▸ **Exercise instructions**
Please copy exactly the lines from the top of the data through the line containing "use std::sync::Mutex;", and nothing else.

▸ **Record excerpts**
◆ ◆ ◆ ◆ ◆
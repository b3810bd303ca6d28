//! Next-track selection engine.
//!
//! Given the currently playing track and the track pool, the selector
//! filters out unusable candidates (unanalyzed, already played, the current
//! track itself), narrows by tempo and optionally genre, and picks the next
//! track by timbre similarity under one of several strategies.
//!
//! Two families of strategies exist:
//!
//! - **Ranked**: pick the candidate with the minimum distance to the
//!   current track. Tightest transition, but biases toward near-duplicates.
//! - **Median**: pick the candidate whose distance is closest to the median
//!   of all candidate distances. Keeps the set varied while staying inside
//!   the tempo/genre window.

use anyhow::{bail, Context, Result};
use log::{debug, trace};
use rand::rngs::StdRng;
use rand::{Rng, SeedableRng};
use rayon::prelude::*;
use std::fmt;
use std::str::FromStr;
use std::sync::Mutex;

use crate::track::{AnalysisState, Track};
use crate::vector::{self, DistanceFormula};

/// Selection strategy. One exhaustive `match` dispatches these, so a
/// missing implementation is a compile error rather than a runtime lookup
/// failure.
#[derive(Debug, Clone, Copy, PartialEq, Eq)]
pub enum Algorithm {
    /// Uniform-random pick from the unfiltered candidates.
    Random,
    /// Tempo window, then minimum timbre distance.
    RankedBpm,
    /// Tempo window, then median-closest timbre distance.
    MedianBpm,
    /// Tempo window, then minimum timbre + loudness distance.
    RankedLoudness,
    /// Tempo window, then median-closest timbre + loudness distance.
    MedianLoudness,
    /// Genre filter, tempo window, then minimum timbre + loudness distance.
    RankedGenre,
    /// Genre filter, tempo window, then median-closest timbre + loudness
    /// distance.
    MedianGenre,
}

impl FromStr for Algorithm {
    type Err = anyhow::Error;

    fn from_str(s: &str) -> Result<Self> {
        match s.to_ascii_lowercase().as_str() {
            "random" => Ok(Self::Random),
            "rankedbpm" => Ok(Self::RankedBpm),
            "medianbpm" => Ok(Self::MedianBpm),
            "rankedloudness" => Ok(Self::RankedLoudness),
            "medianloudness" => Ok(Self::MedianLoudness),
            "rankedgenre" => Ok(Self::RankedGenre),
            "mediangenre" => Ok(Self::MedianGenre),
            other => bail!(
                "Invalid algorithm '{other}': expected one of random, rankedBPM, \
                 medianBPM, rankedLoudness, medianLoudness, rankedGenre, medianGenre"
            ),
        }
    }
}

impl fmt::Display for Algorithm {
    fn fmt(&self, f: &mut fmt::Formatter<'_>) -> fmt::Result {
        let name = match self {
            Self::Random => "random",
            Self::RankedBpm => "rankedBPM",
            Self::MedianBpm => "medianBPM",
            Self::RankedLoudness => "rankedLoudness",
            Self::MedianLoudness => "medianLoudness",
            Self::RankedGenre => "rankedGenre",
            Self::MedianGenre => "medianGenre",
        };
        write!(f, "{name}")
    }
}

/// Validated engine configuration. Both fields are resolved from their
/// string spellings exactly once, at startup; selection never parses.
#[derive(Debug, Clone, Copy)]
pub struct SelectorConfig {
    pub algorithm: Algorithm,
    pub formula: DistanceFormula,
}

impl SelectorConfig {
    /// Resolve configuration strings. Any invalid name is fatal here.
    ///
    /// # Errors
    ///
    /// Returns an error if either name is unrecognized.
    pub fn from_names(algorithm: &str, formula: &str) -> Result<Self> {
        Ok(Self {
            algorithm: algorithm
                .parse()
                .context("Failed to resolve selection algorithm")?,
            formula: formula
                .parse()
                .context("Failed to resolve distance formula")?,
        })
    }
}

/// Initial tempo window half-width, and the step it widens by.
const BPM_WINDOW_STEP: u32 = 3;

/// The track pool a selection runs against.
///
/// Selection reads the whole pool and writes one `played` flag, so the
/// entire read-filter-mark-dispatch sequence runs under this lock. Without
/// it, two concurrent calls could both observe a non-empty candidate set
/// and double-mark the current track.
#[derive(Debug)]
pub struct TrackPool {
    tracks: Mutex<Vec<Track>>,
}

impl TrackPool {
    #[must_use]
    pub fn new(tracks: Vec<Track>) -> Self {
        Self {
            tracks: Mutex::new(tracks),
        }
    }

    /// Run one atomic selection against the pool.
    ///
    /// # Errors
    ///
    /// Returns an error if the current track is missing from the pool or a
    /// distance computation fails.
    pub fn select_next(&self, selector: &mut Selector, current_id: i64) -> Result<Track> {
        let mut tracks = self
            .tracks
            .lock()
            .map_err(|_| anyhow::anyhow!("Track pool lock poisoned"))?;
        selector.select_next(&mut tracks, current_id)
    }

    /// Copy of the pool contents, e.g. for persisting played flags.
    ///
    /// # Errors
    ///
    /// Returns an error if the lock is poisoned.
    pub fn snapshot(&self) -> Result<Vec<Track>> {
        let tracks = self
            .tracks
            .lock()
            .map_err(|_| anyhow::anyhow!("Track pool lock poisoned"))?;
        Ok(tracks.clone())
    }
}

/// The selection engine. Holds the validated configuration and the RNG
/// used by the random strategy.
#[derive(Debug)]
pub struct Selector {
    config: SelectorConfig,
    rng: StdRng,
}

impl Selector {
    #[must_use]
    pub fn new(config: SelectorConfig) -> Self {
        Self {
            config,
            rng: StdRng::from_entropy(),
        }
    }

    /// Deterministic selector for tests and reproducible sets.
    #[must_use]
    pub fn with_seed(config: SelectorConfig, seed: u64) -> Self {
        Self {
            config,
            rng: StdRng::seed_from_u64(seed),
        }
    }

    #[must_use]
    pub fn config(&self) -> SelectorConfig {
        self.config
    }

    /// Select the next track to play after `current_id`.
    ///
    /// The caller must serialize access to `tracks`; [`TrackPool`] does so
    /// with its lock. Candidates are the tracks that are fully analyzed,
    /// not yet played, and not the current track. If none remain, the
    /// current track is returned unchanged and nothing is mutated.
    /// Otherwise the current track is marked played and the configured
    /// strategy picks from the candidates.
    ///
    /// # Errors
    ///
    /// Returns an error if `current_id` is not in the pool, if the current
    /// track lacks a timbre vector while a distance-based strategy is
    /// configured, or if a distance computation fails.
    pub fn select_next(&mut self, tracks: &mut [Track], current_id: i64) -> Result<Track> {
        let current_idx = tracks
            .iter()
            .position(|t| t.id == current_id)
            .with_context(|| format!("Track id {current_id} is not in the pool"))?;

        let candidates: Vec<usize> = tracks
            .iter()
            .enumerate()
            .filter(|(i, t)| {
                *i != current_idx
                    && t.analyzed == AnalysisState::Complete
                    && t.timbre.is_some()
                    && !t.played
            })
            .map(|(i, _)| i)
            .collect();

        if candidates.is_empty() {
            // Degenerate library: nothing usable besides the current track.
            // Hand it back untouched; the caller surfaces this to the user.
            debug!("No eligible candidates; returning current track unchanged");
            return Ok(tracks[current_idx].clone());
        }

        let current = tracks[current_idx].clone();
        if self.config.algorithm != Algorithm::Random && current.timbre_64().is_none() {
            bail!(
                "Current track '{}' has no timbre vector; only 'random' can select from it",
                current.title
            );
        }

        tracks[current_idx].played = true;
        trace!(
            "Selecting after '{}' with {} candidates ({})",
            current.title,
            candidates.len(),
            self.config.algorithm
        );

        let chosen = match self.config.algorithm {
            Algorithm::Random => candidates[self.rng.gen_range(0..candidates.len())],
            Algorithm::RankedBpm => {
                let subset = similar_tempo(tracks, &current, &candidates);
                let distances = self.timbre_distances(tracks, &current, &subset)?;
                subset[pick_minimum(&distances)]
            }
            Algorithm::MedianBpm => {
                let subset = similar_tempo(tracks, &current, &candidates);
                let distances = self.timbre_distances(tracks, &current, &subset)?;
                subset[pick_median_closest(&distances)]
            }
            Algorithm::RankedLoudness => {
                let subset = similar_tempo(tracks, &current, &candidates);
                let distances = self.combined_distances(tracks, &current, &subset)?;
                subset[pick_minimum(&distances)]
            }
            Algorithm::MedianLoudness => {
                let subset = similar_tempo(tracks, &current, &candidates);
                let distances = self.combined_distances(tracks, &current, &subset)?;
                subset[pick_median_closest(&distances)]
            }
            Algorithm::RankedGenre => {
                let subset = same_genre(tracks, &current, &candidates);
                let subset = similar_tempo(tracks, &current, &subset);
                let distances = self.combined_distances(tracks, &current, &subset)?;
                subset[pick_minimum(&distances)]
            }
            Algorithm::MedianGenre => {
                let subset = same_genre(tracks, &current, &candidates);
                let subset = similar_tempo(tracks, &current, &subset);
                let distances = self.combined_distances(tracks, &current, &subset)?;
                subset[pick_median_closest(&distances)]
            }
        };

        let next = tracks[chosen].clone();
        debug!(
            "Suggested '{}' (tempo {:?}, key distance {:.1})",
            next.title,
            next.tempo,
            vector::circle_of_fifths_distance(current.key, next.key)
        );
        Ok(next)
    }

    /// Timbre distance from `current` to every track in `subset`, in
    /// subset order. Parallel, but order-preserving, so index tie-breaks
    /// stay deterministic.
    fn timbre_distances(
        &self,
        tracks: &[Track],
        current: &Track,
        subset: &[usize],
    ) -> Result<Vec<f64>> {
        let formula = self.config.formula;
        let current_timbre = current
            .timbre_64()
            .context("Current track has no timbre vector")?;

        subset
            .par_iter()
            .map(|&i| {
                let candidate = tracks[i]
                    .timbre_64()
                    .with_context(|| {
                        format!("Candidate '{}' has no timbre vector", tracks[i].title)
                    })?;
                vector::distance(&current_timbre, &candidate, formula)
            })
            .collect()
    }

    /// Timbre distance plus loudness distance for every track in `subset`.
    fn combined_distances(
        &self,
        tracks: &[Track],
        current: &Track,
        subset: &[usize],
    ) -> Result<Vec<f64>> {
        let timbre = self.timbre_distances(tracks, current, subset)?;
        Ok(subset
            .iter()
            .zip(timbre)
            .map(|(&i, t)| t + vector::loudness_distance(current.loudness, tracks[i].loudness))
            .collect())
    }
}

/// Narrow `candidates` to tracks with tempo near the current track's.
///
/// Starts at an inclusive +/-3 BPM window and widens by 3 until at least
/// one candidate qualifies. If the current track has no usable tempo, or
/// no candidate does, the set is returned unchanged - tempo is a soft
/// constraint and the search must terminate.
#[must_use]
pub fn similar_tempo(tracks: &[Track], current: &Track, candidates: &[usize]) -> Vec<usize> {
    let Some(current_bpm) = current.usable_tempo() else {
        return candidates.to_vec();
    };

    // Widest deviation we could ever need: past this, widening can't admit
    // anyone new and the loop must stop.
    let max_deviation = candidates
        .iter()
        .filter_map(|&i| tracks[i].usable_tempo())
        .map(|bpm| bpm.abs_diff(current_bpm))
        .max();
    let Some(max_deviation) = max_deviation else {
        return candidates.to_vec();
    };

    let mut offset = BPM_WINDOW_STEP;
    loop {
        let subset: Vec<usize> = candidates
            .iter()
            .copied()
            .filter(|&i| {
                tracks[i]
                    .usable_tempo()
                    .is_some_and(|bpm| bpm.abs_diff(current_bpm) <= offset)
            })
            .collect();

        if !subset.is_empty() {
            trace!(
                "Tempo window +/-{offset} BPM around {current_bpm} matched {} of {} candidates",
                subset.len(),
                candidates.len()
            );
            return subset;
        }
        if offset >= max_deviation {
            // Should be unreachable: a window covering the full observed
            // range always matches. Kept so the loop provably terminates.
            return candidates.to_vec();
        }
        offset += BPM_WINDOW_STEP;
    }
}

/// Narrow `candidates` to the current track's genre.
///
/// Genre is a soft preference: no genre on the current track, or no
/// matching candidate, leaves the set unchanged.
#[must_use]
pub fn same_genre(tracks: &[Track], current: &Track, candidates: &[usize]) -> Vec<usize> {
    let Some(genre) = current.genre.as_deref() else {
        return candidates.to_vec();
    };

    let subset: Vec<usize> = candidates
        .iter()
        .copied()
        .filter(|&i| tracks[i].genre.as_deref() == Some(genre))
        .collect();

    if subset.is_empty() {
        candidates.to_vec()
    } else {
        subset
    }
}

/// Index of the strict minimum; the first occurrence wins ties.
fn pick_minimum(distances: &[f64]) -> usize {
    let mut best = 0;
    for (i, &d) in distances.iter().enumerate() {
        if d < distances[best] {
            best = i;
        }
    }
    best
}

/// Index of the distance closest to the lower median; first occurrence
/// wins ties.
///
/// The lower median is the sorted element at `len / 2` - never the average
/// of the two middles on even-length lists. Matching the typical distance
/// instead of the minimum keeps the set varied.
fn pick_median_closest(distances: &[f64]) -> usize {
    let mut sorted = distances.to_vec();
    sorted.sort_by(|a, b| a.partial_cmp(b).unwrap_or(std::cmp::Ordering::Equal));
    let median = sorted[sorted.len() / 2];

    let mut best = 0;
    let mut best_deviation = f64::INFINITY;
    for (i, &d) in distances.iter().enumerate() {
        let deviation = (d - median).abs();
        if deviation < best_deviation {
            best_deviation = deviation;
            best = i;
        }
    }
    best
}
◆ ◆ ◆ ◆ ◆
▸ **Reply**
repository b3810bd303ca6d28
//! Next-track selection engine.
//!
//! Given the currently playing track and the track pool, the selector
//! filters out unusable candidates (unanalyzed, already played, the current
//! track itself), narrows by tempo and optionally genre, and picks the next
//! track by timbre similarity under one of several strategies.
//!
//! Two families of strategies exist:
//!
//! - **Ranked**: pick the candidate with the minimum distance to the
//!   current track. Tightest transition, but biases toward near-duplicates.
//! - **Median**: pick the candidate whose distance is closest to the median
//!   of all candidate distances. Keeps the set varied while staying inside
//!   the tempo/genre window.

use anyhow::{bail, Context, Result};
use log::{debug, trace};
use rand::rngs::StdRng;
use rand::{Rng, SeedableRng};
use rayon::prelude::*;
use std::fmt;
use std::str::FromStr;
use std::sync::Mutex;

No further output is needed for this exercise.